- WHAT YOU ARE ASKED TO DO
Where the string "observations" occurs in a line of the entries below, copy that line.

- SUPPLIED RECORDS
--- START ---
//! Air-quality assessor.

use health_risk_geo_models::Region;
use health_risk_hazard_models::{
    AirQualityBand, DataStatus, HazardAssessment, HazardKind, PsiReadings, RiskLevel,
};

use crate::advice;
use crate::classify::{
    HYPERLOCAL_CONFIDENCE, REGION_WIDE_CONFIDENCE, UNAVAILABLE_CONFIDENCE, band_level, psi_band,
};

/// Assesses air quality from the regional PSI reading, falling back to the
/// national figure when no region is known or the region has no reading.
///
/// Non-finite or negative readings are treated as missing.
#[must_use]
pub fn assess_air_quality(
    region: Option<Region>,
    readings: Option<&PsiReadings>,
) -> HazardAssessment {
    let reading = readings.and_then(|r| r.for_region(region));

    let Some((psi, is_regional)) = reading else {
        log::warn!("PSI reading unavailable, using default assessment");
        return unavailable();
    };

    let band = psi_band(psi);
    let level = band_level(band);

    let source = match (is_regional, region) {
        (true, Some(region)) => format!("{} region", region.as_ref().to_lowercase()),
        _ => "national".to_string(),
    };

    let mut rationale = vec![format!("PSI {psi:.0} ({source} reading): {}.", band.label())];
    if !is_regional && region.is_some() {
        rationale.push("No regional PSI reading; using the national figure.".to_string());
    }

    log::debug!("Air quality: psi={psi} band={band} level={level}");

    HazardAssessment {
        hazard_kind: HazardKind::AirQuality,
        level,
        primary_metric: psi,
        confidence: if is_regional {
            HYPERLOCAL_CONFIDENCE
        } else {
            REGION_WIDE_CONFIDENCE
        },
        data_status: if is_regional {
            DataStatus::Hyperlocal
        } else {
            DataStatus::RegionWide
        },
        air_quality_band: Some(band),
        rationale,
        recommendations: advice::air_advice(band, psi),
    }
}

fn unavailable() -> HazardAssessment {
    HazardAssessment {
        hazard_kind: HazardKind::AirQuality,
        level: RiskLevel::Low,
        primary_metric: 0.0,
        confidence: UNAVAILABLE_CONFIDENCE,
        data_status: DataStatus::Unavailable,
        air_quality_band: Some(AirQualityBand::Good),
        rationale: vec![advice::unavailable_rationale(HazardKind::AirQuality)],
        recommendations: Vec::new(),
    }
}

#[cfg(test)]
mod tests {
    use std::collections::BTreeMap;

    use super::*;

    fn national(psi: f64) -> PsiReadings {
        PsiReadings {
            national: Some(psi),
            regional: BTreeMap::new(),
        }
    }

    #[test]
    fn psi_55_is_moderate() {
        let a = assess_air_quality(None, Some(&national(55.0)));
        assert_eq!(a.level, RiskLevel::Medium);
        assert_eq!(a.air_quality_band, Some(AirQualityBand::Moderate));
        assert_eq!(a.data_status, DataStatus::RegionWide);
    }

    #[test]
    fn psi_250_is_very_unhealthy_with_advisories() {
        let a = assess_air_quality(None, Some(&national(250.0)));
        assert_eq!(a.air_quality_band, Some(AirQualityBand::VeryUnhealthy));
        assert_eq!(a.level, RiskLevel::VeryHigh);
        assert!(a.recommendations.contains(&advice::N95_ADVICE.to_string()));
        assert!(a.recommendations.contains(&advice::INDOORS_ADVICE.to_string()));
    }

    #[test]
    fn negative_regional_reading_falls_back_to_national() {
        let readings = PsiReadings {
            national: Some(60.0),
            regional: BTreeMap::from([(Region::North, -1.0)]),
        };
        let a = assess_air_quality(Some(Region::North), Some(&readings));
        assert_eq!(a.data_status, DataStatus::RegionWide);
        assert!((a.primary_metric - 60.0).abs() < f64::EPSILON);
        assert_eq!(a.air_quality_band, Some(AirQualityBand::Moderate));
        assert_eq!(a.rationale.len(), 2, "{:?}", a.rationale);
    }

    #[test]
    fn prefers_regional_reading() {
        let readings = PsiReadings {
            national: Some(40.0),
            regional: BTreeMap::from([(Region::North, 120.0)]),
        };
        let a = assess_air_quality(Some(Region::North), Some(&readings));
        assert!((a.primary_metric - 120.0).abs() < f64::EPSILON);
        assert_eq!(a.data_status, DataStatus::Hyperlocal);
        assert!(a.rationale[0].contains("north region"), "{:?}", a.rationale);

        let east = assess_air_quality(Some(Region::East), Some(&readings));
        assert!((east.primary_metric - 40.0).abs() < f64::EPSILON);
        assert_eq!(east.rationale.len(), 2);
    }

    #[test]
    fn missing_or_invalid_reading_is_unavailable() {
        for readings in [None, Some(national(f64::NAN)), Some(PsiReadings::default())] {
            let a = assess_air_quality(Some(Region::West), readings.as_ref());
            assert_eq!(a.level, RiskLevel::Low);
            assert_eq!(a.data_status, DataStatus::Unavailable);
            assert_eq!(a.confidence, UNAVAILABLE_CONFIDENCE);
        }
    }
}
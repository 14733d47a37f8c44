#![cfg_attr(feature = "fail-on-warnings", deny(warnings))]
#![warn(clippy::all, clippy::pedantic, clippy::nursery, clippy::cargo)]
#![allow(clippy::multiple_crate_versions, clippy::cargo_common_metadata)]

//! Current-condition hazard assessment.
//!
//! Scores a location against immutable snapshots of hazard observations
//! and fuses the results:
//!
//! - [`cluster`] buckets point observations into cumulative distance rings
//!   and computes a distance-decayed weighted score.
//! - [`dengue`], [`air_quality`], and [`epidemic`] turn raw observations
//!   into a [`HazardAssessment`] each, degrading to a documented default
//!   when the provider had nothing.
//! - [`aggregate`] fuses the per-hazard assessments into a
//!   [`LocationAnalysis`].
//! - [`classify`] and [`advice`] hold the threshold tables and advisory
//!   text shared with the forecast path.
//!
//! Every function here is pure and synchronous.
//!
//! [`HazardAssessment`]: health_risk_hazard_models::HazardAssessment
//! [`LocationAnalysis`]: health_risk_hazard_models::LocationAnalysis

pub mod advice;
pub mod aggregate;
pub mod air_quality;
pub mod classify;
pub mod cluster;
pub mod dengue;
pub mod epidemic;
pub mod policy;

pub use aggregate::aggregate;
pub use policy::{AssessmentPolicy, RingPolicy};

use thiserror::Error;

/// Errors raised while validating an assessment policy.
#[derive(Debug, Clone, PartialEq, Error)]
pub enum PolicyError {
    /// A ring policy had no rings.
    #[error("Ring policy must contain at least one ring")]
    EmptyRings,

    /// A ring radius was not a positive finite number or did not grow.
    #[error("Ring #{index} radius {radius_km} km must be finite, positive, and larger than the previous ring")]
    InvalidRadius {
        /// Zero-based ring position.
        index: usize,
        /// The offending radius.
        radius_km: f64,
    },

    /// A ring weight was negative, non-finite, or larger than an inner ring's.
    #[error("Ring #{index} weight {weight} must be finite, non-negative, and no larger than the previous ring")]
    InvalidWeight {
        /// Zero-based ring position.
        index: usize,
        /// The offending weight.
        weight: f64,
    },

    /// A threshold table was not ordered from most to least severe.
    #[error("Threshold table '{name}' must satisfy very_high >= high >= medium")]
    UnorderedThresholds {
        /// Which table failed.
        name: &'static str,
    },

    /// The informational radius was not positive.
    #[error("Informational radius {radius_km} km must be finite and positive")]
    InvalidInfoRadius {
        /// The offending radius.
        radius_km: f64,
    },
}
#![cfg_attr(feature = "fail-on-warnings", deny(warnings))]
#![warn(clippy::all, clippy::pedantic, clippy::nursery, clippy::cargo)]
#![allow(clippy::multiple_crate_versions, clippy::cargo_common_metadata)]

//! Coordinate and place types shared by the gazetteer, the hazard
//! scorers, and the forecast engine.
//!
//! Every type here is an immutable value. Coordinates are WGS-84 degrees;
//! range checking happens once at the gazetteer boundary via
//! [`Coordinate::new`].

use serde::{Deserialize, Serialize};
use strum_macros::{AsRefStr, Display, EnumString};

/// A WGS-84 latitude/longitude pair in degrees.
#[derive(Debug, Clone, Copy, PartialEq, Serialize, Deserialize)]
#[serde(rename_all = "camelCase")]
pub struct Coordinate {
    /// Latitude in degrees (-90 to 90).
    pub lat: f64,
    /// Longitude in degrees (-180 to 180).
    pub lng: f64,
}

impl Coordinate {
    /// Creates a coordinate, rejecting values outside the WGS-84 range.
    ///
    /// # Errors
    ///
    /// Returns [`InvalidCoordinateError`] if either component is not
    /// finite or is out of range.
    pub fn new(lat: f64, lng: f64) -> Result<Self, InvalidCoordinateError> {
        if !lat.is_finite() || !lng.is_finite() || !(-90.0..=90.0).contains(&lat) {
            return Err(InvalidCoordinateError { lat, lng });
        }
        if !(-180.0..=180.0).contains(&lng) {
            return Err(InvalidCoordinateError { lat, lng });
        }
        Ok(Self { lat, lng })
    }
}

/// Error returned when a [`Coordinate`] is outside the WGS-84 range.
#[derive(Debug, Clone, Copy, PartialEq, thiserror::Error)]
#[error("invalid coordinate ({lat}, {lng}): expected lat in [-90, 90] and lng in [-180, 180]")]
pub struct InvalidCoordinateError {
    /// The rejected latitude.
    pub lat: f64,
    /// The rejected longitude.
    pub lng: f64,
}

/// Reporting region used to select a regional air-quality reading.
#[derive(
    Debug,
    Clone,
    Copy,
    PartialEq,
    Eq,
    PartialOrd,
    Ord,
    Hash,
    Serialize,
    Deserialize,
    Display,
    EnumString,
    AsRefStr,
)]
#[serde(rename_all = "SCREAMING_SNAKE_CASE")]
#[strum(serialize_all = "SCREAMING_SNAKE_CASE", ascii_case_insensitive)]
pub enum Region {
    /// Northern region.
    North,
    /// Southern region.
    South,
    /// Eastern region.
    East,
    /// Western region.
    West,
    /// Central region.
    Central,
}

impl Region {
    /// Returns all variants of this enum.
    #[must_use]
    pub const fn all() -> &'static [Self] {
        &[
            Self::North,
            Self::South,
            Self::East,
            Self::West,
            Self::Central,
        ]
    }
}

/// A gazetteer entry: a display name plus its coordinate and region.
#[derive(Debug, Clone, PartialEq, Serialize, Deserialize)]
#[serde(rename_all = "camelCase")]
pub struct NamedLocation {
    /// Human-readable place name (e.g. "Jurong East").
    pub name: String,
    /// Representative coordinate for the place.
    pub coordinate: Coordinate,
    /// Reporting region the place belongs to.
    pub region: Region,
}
--- END ---
--- START ---
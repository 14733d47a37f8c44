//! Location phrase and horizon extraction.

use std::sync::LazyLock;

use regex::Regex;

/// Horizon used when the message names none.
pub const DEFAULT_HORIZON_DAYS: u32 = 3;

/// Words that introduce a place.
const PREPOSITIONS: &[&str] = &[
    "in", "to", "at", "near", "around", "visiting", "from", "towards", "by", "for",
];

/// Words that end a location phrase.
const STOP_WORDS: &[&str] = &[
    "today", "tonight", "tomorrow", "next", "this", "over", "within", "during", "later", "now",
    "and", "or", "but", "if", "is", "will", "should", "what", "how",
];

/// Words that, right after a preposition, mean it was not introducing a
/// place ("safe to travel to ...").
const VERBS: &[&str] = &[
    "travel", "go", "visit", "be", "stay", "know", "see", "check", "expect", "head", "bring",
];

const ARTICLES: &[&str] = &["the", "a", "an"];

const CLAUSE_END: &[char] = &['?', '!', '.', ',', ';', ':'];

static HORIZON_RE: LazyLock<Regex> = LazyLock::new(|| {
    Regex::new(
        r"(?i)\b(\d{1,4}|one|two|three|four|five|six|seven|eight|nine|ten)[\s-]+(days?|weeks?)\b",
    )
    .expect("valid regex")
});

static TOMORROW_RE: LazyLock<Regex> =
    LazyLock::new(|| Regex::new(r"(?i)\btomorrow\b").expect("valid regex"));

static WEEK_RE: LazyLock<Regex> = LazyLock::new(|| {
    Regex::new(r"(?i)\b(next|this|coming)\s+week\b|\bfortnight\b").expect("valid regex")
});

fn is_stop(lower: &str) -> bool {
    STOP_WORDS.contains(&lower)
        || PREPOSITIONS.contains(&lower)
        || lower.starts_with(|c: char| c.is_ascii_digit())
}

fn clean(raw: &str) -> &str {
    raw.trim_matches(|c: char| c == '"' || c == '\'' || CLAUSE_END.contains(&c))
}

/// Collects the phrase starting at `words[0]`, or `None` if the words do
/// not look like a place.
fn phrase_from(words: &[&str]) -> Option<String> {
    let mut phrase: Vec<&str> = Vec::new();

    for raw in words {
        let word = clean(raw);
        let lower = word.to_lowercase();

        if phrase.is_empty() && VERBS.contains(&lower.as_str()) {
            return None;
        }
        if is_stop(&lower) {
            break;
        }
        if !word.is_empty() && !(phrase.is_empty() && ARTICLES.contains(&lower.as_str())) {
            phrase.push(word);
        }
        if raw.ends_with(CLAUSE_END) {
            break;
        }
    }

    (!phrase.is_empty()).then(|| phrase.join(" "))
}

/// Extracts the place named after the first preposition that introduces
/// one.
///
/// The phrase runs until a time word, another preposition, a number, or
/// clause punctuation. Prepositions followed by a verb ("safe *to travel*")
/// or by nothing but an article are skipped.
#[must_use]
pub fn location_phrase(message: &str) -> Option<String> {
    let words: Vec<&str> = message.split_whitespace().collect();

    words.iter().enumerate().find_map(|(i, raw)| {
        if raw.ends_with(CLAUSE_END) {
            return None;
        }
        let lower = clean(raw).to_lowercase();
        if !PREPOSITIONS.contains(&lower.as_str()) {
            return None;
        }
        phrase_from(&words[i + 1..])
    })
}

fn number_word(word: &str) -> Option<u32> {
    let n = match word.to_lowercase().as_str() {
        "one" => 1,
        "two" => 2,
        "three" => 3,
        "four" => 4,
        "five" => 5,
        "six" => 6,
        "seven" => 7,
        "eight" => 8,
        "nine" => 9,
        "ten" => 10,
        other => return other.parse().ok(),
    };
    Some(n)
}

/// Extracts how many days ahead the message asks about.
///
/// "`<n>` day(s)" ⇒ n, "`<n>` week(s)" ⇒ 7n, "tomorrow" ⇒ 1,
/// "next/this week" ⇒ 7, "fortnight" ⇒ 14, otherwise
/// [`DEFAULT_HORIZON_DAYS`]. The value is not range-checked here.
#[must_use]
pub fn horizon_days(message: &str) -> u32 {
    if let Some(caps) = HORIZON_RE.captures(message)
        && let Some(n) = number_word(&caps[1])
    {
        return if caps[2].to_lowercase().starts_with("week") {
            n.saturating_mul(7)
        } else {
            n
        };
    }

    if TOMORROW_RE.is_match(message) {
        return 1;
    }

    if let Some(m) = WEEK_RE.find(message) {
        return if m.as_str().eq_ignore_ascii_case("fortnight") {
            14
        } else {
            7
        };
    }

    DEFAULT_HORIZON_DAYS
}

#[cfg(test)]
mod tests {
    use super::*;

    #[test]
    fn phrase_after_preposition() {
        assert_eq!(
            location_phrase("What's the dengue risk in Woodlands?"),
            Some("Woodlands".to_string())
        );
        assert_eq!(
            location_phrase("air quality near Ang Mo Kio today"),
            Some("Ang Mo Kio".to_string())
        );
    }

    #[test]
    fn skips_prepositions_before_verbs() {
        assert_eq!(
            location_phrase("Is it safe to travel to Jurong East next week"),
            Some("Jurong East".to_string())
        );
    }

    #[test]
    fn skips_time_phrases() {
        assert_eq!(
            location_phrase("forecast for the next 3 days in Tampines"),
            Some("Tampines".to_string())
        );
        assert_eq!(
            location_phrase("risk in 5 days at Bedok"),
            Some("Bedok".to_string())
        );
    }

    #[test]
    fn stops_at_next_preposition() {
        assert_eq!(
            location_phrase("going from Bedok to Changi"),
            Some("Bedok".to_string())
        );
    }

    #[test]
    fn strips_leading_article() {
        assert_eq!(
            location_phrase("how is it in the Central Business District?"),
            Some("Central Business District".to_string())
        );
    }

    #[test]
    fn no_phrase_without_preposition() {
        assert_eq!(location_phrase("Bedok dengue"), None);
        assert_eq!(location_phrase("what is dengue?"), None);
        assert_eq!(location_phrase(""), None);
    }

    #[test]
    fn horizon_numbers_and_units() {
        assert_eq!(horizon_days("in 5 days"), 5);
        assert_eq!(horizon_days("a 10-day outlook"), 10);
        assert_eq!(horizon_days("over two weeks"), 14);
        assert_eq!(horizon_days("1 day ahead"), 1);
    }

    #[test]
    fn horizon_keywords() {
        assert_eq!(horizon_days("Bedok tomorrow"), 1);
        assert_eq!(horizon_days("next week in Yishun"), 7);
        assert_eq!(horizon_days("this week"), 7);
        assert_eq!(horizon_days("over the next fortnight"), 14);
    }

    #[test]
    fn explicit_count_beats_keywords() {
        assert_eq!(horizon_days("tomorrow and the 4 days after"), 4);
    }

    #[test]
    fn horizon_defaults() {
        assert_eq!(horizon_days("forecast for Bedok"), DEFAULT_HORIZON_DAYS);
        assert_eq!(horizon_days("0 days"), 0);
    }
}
--- END ---
--- START ---
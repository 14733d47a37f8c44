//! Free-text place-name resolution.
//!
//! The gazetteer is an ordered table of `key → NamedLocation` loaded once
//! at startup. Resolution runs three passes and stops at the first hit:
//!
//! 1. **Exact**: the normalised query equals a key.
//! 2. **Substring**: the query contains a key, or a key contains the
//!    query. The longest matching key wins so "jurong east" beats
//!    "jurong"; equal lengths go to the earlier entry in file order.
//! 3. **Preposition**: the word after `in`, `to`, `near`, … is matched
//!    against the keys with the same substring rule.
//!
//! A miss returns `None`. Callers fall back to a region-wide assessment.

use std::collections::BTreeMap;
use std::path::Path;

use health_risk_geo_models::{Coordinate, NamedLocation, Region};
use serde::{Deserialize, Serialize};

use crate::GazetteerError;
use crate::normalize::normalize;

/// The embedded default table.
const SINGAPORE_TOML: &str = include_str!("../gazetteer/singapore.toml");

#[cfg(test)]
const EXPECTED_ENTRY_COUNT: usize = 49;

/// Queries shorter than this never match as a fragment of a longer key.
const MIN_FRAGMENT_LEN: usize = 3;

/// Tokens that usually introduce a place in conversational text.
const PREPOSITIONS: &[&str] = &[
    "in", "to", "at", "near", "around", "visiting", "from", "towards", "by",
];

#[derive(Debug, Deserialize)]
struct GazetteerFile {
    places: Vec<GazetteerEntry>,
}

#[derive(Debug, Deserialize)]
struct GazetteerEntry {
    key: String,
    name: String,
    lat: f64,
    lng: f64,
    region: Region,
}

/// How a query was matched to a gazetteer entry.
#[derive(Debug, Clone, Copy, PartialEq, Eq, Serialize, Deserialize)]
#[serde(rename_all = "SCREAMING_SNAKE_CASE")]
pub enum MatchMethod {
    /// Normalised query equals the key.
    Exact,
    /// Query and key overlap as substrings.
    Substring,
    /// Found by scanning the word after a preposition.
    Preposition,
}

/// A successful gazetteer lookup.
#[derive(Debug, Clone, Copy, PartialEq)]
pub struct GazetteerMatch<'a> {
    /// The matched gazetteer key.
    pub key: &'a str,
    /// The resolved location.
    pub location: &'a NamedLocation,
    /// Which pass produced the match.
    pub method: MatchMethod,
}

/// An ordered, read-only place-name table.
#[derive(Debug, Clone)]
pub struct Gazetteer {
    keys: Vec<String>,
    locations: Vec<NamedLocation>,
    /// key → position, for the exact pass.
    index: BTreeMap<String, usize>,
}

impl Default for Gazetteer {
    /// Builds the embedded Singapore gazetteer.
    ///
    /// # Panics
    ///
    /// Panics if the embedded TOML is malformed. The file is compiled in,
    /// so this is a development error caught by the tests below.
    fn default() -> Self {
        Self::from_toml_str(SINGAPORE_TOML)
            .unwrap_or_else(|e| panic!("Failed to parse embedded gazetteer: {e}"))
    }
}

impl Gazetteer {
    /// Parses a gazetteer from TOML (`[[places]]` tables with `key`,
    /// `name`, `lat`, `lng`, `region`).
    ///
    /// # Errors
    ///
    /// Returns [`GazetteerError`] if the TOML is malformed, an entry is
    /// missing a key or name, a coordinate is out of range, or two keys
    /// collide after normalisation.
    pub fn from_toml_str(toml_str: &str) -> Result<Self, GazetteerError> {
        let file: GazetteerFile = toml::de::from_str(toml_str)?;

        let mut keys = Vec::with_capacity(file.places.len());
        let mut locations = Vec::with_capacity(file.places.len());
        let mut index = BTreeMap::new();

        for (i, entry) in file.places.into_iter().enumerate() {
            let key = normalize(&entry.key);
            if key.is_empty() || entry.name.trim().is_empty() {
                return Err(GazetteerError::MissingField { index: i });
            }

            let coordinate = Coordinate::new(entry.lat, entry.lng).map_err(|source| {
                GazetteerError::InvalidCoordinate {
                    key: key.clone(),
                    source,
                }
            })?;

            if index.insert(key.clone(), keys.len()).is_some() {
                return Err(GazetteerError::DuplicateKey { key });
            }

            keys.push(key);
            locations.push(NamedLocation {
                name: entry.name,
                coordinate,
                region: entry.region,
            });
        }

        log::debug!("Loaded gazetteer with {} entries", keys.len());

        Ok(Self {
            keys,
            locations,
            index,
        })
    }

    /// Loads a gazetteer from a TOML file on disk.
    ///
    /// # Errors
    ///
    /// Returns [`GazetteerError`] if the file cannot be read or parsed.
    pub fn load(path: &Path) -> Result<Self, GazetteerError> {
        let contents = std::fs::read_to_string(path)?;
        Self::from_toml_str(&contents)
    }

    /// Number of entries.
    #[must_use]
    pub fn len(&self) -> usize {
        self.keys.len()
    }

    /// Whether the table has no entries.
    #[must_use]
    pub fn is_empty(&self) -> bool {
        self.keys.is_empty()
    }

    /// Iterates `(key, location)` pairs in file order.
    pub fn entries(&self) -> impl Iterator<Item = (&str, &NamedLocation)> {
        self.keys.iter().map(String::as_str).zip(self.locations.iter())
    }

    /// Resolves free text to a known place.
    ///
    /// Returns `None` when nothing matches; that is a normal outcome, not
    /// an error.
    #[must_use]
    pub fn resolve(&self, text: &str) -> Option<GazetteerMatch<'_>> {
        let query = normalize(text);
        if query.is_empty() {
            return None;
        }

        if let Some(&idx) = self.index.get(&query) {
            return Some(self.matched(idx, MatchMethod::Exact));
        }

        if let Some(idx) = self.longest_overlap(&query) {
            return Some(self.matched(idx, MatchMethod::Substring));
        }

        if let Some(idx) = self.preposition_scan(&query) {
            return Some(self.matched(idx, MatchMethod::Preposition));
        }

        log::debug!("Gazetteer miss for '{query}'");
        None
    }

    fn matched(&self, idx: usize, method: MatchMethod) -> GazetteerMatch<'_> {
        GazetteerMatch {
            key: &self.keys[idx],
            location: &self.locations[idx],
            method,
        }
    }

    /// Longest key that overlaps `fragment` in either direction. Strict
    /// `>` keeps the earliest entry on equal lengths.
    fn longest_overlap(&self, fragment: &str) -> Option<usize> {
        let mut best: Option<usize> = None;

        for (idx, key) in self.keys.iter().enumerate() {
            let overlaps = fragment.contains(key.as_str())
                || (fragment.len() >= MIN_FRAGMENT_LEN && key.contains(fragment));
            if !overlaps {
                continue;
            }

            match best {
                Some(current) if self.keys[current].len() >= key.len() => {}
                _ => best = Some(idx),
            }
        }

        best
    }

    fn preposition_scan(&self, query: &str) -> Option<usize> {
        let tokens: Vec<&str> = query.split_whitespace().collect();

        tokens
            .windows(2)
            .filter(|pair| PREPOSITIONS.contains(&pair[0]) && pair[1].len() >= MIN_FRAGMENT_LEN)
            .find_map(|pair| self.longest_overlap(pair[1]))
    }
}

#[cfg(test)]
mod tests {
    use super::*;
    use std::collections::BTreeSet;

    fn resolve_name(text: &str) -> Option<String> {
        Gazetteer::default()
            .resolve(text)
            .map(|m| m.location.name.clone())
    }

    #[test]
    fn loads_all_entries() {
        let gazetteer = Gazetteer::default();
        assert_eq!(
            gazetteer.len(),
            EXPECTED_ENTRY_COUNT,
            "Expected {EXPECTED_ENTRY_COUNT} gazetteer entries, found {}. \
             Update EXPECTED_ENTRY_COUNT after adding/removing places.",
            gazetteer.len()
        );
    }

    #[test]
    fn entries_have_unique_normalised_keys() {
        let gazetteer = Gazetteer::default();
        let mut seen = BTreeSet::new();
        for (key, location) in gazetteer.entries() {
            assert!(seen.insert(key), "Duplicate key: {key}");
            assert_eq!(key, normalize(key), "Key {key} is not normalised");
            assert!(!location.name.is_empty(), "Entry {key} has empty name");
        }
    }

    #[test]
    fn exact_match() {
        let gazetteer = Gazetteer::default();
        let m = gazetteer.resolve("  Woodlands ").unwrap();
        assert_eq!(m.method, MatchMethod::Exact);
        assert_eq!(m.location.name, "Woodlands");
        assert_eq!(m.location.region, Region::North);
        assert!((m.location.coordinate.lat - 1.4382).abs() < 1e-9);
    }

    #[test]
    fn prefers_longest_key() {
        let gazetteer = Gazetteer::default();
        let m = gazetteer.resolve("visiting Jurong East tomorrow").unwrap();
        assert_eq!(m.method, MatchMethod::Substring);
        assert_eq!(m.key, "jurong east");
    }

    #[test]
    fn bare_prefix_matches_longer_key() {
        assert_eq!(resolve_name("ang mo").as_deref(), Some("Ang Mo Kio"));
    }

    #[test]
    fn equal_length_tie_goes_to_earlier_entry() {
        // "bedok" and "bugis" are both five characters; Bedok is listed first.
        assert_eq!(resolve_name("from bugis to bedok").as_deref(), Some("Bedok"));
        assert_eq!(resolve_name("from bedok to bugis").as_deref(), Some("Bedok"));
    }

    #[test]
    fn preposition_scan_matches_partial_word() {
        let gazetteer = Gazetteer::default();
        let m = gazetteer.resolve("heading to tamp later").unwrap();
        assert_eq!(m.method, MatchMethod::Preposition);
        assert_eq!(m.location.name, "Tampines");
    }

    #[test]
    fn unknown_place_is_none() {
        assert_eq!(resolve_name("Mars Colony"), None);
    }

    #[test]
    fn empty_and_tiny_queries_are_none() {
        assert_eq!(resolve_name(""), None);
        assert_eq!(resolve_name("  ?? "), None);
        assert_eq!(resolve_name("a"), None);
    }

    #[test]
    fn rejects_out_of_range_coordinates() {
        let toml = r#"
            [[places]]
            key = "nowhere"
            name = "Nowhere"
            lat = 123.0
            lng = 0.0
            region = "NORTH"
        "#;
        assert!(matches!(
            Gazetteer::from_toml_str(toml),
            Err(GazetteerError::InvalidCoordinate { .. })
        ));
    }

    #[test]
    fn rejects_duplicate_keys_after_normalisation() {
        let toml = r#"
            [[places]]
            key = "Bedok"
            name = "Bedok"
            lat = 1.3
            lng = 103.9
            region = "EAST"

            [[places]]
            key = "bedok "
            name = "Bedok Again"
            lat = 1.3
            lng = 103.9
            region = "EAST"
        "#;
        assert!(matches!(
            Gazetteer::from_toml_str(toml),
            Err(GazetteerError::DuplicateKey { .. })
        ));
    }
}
--- END ---
- WORKED SOLUTION
//! Scores a location against immutable snapshots of hazard observations
//! - [`cluster`] buckets point observations into cumulative distance rings
//! - [`dengue`], [`air_quality`], and [`epidemic`] turn raw observations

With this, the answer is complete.